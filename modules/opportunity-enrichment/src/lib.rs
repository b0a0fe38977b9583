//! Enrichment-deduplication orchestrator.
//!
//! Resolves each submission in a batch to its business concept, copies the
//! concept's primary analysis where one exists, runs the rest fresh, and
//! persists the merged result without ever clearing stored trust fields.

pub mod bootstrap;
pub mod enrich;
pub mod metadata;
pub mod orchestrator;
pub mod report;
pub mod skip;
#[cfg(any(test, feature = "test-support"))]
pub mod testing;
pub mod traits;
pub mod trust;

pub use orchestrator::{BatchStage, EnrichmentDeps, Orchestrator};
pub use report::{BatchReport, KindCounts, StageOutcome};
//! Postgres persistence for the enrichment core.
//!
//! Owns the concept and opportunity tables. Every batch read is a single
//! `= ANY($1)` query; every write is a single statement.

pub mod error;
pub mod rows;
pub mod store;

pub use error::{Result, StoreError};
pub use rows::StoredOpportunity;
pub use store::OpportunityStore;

...

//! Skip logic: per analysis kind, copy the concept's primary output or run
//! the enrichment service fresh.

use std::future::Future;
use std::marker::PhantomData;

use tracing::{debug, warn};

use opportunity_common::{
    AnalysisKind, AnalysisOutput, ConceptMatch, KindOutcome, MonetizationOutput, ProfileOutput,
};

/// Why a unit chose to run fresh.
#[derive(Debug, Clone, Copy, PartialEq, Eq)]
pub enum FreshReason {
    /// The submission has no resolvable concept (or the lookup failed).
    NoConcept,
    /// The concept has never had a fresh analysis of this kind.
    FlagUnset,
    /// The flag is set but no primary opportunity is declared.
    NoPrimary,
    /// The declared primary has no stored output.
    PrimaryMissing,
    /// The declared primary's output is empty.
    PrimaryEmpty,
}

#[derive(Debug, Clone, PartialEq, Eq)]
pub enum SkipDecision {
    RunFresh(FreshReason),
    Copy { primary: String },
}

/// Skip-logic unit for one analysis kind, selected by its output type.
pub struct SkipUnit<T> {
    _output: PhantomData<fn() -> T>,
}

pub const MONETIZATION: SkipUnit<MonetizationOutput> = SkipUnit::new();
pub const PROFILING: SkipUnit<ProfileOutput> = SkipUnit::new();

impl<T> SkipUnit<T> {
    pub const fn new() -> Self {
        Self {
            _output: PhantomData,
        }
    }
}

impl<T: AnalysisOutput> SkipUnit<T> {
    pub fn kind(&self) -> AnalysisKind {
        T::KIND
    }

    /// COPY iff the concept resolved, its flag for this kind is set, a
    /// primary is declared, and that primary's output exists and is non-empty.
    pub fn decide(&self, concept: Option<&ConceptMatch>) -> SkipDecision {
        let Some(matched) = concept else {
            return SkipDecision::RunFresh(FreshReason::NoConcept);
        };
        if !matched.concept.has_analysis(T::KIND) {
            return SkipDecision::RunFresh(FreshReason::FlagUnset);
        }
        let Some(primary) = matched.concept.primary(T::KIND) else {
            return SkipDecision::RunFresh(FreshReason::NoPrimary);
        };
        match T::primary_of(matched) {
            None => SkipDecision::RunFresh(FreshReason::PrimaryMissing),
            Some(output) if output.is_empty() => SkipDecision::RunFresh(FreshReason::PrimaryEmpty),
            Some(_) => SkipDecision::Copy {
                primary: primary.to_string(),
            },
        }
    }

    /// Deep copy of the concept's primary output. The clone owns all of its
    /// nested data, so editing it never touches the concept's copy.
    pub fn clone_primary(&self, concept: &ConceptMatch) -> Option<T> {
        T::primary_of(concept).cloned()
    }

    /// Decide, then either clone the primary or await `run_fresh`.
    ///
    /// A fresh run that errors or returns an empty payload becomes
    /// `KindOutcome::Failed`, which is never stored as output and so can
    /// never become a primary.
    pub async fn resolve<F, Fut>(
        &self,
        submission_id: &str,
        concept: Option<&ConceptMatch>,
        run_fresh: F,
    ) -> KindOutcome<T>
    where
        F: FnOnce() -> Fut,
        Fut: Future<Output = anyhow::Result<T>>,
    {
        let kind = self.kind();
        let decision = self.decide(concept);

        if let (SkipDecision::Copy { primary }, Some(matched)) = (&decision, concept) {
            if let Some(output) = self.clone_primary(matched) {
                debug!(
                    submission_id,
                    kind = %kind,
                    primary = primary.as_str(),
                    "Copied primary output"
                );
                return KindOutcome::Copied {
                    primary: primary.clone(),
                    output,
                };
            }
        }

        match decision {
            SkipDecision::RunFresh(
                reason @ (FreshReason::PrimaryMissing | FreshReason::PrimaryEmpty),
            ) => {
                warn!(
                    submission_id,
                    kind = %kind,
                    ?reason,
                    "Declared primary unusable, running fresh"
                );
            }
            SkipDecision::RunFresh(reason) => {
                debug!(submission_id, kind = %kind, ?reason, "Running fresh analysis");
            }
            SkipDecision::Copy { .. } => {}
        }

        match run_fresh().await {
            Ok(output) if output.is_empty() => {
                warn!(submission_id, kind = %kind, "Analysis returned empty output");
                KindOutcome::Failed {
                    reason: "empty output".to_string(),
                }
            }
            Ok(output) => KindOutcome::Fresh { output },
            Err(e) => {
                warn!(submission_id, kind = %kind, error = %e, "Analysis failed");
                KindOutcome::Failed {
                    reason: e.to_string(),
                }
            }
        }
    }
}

→ **Exercise brief**
Count how many lines above carry the word "Copied". Only the number is required.

→ **Solution to this exercise**
2